Exercise material:
--- START ---

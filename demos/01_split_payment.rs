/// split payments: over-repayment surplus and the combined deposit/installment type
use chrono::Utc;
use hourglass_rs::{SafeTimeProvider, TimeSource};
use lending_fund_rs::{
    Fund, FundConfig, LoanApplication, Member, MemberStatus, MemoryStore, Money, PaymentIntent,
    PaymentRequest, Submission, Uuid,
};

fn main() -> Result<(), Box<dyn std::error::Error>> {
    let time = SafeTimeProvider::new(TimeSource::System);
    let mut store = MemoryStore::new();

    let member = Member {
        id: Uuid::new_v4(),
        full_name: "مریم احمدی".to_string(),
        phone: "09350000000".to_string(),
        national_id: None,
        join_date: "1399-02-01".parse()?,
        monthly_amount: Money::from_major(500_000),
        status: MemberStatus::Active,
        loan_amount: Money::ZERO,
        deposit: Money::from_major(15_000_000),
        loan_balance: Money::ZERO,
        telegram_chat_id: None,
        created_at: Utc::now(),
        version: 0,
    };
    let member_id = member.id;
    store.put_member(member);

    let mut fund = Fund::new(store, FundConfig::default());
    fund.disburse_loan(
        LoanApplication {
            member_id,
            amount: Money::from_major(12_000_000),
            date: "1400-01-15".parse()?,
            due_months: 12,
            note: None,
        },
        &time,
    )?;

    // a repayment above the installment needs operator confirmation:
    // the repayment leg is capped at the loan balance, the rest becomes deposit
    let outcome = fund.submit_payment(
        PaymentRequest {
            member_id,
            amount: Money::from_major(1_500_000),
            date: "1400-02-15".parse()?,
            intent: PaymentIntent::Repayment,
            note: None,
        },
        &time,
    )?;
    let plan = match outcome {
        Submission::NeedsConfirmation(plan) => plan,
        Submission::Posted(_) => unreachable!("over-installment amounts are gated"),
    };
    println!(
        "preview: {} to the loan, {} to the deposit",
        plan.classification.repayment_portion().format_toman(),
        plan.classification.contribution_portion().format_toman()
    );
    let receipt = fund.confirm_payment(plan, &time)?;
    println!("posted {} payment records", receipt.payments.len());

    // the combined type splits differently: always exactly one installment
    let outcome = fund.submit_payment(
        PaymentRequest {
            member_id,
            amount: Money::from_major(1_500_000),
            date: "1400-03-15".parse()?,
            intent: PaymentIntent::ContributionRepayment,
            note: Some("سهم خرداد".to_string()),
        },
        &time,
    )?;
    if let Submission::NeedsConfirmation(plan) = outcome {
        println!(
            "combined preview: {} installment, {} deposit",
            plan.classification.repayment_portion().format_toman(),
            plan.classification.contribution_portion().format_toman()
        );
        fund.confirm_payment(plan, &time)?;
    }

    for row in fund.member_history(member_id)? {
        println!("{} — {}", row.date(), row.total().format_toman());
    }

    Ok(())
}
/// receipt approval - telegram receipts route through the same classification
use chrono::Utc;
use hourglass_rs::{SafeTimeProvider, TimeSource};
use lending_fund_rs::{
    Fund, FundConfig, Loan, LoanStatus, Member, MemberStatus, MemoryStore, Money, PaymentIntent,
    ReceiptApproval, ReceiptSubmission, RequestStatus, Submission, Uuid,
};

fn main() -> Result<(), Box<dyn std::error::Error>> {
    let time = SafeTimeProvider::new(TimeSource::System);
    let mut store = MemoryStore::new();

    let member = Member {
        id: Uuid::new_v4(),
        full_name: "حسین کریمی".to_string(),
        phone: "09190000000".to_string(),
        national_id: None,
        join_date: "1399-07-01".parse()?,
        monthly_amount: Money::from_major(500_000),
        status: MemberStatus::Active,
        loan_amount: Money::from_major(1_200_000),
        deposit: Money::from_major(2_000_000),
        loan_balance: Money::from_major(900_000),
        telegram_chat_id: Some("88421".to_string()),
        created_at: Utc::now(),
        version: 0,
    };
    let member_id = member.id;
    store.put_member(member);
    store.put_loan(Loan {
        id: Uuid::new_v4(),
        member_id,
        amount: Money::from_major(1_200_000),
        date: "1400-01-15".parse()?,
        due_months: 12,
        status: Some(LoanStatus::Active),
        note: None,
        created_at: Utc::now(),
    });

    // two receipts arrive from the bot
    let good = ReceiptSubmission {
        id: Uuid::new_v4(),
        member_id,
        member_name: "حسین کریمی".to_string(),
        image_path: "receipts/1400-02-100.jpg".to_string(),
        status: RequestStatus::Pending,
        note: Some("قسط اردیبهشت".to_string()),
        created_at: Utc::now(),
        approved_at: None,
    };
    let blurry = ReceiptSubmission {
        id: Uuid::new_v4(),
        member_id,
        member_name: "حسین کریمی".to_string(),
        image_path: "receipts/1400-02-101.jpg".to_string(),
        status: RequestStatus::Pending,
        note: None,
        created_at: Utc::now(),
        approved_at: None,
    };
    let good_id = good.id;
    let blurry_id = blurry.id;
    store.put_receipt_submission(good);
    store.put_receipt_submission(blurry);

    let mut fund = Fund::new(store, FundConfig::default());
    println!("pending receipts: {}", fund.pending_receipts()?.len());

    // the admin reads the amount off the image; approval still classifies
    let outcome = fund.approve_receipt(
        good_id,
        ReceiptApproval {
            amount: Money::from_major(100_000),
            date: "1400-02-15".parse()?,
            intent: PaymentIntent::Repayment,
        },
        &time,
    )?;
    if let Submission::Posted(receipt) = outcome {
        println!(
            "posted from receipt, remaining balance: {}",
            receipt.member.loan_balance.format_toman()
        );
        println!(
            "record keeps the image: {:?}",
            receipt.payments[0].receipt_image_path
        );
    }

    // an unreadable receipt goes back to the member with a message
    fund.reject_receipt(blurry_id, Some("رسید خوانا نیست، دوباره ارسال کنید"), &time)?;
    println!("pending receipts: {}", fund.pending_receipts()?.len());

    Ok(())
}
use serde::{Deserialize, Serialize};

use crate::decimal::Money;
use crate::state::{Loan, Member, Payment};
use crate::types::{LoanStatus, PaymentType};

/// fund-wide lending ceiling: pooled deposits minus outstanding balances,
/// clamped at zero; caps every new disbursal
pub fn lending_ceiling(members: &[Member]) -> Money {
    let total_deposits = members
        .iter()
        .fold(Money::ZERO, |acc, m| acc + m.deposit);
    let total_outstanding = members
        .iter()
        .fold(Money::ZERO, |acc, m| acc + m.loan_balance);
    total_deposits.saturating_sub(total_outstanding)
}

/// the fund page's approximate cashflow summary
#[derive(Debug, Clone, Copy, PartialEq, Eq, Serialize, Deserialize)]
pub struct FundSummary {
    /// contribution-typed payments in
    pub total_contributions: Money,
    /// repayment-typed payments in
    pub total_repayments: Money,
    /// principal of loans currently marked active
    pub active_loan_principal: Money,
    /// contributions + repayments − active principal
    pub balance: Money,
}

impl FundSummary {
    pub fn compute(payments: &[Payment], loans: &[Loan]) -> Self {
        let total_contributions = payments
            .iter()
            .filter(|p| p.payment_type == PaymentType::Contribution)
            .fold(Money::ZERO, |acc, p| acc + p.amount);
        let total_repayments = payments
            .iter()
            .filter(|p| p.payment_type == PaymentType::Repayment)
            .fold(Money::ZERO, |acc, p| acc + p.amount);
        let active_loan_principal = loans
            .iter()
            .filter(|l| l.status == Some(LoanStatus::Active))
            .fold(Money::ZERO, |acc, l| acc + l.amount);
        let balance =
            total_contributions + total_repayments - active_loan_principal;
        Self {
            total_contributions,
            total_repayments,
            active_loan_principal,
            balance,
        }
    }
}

--- END ---

What you are asked to do: From the entries above, print the lines beginning at the one with "let good = ReceiptSubmission" and stopping after the one with "approval still classifies", exactly as written and with nothing else.

Solution for this problem:
    let good = ReceiptSubmission {
        id: Uuid::new_v4(),
        member_id,
        member_name: "حسین کریمی".to_string(),
        image_path: "receipts/1400-02-100.jpg".to_string(),
        status: RequestStatus::Pending,
        note: Some("قسط اردیبهشت".to_string()),
        created_at: Utc::now(),
        approved_at: None,
    };
    let blurry = ReceiptSubmission {
        id: Uuid::new_v4(),
        member_id,
        member_name: "حسین کریمی".to_string(),
        image_path: "receipts/1400-02-101.jpg".to_string(),
        status: RequestStatus::Pending,
        note: None,
        created_at: Utc::now(),
        approved_at: None,
    };
    let good_id = good.id;
    let blurry_id = blurry.id;
    store.put_receipt_submission(good);
    store.put_receipt_submission(blurry);

    let mut fund = Fund::new(store, FundConfig::default());
    println!("pending receipts: {}", fund.pending_receipts()?.len());

    // the admin reads the amount off the image; approval still classifies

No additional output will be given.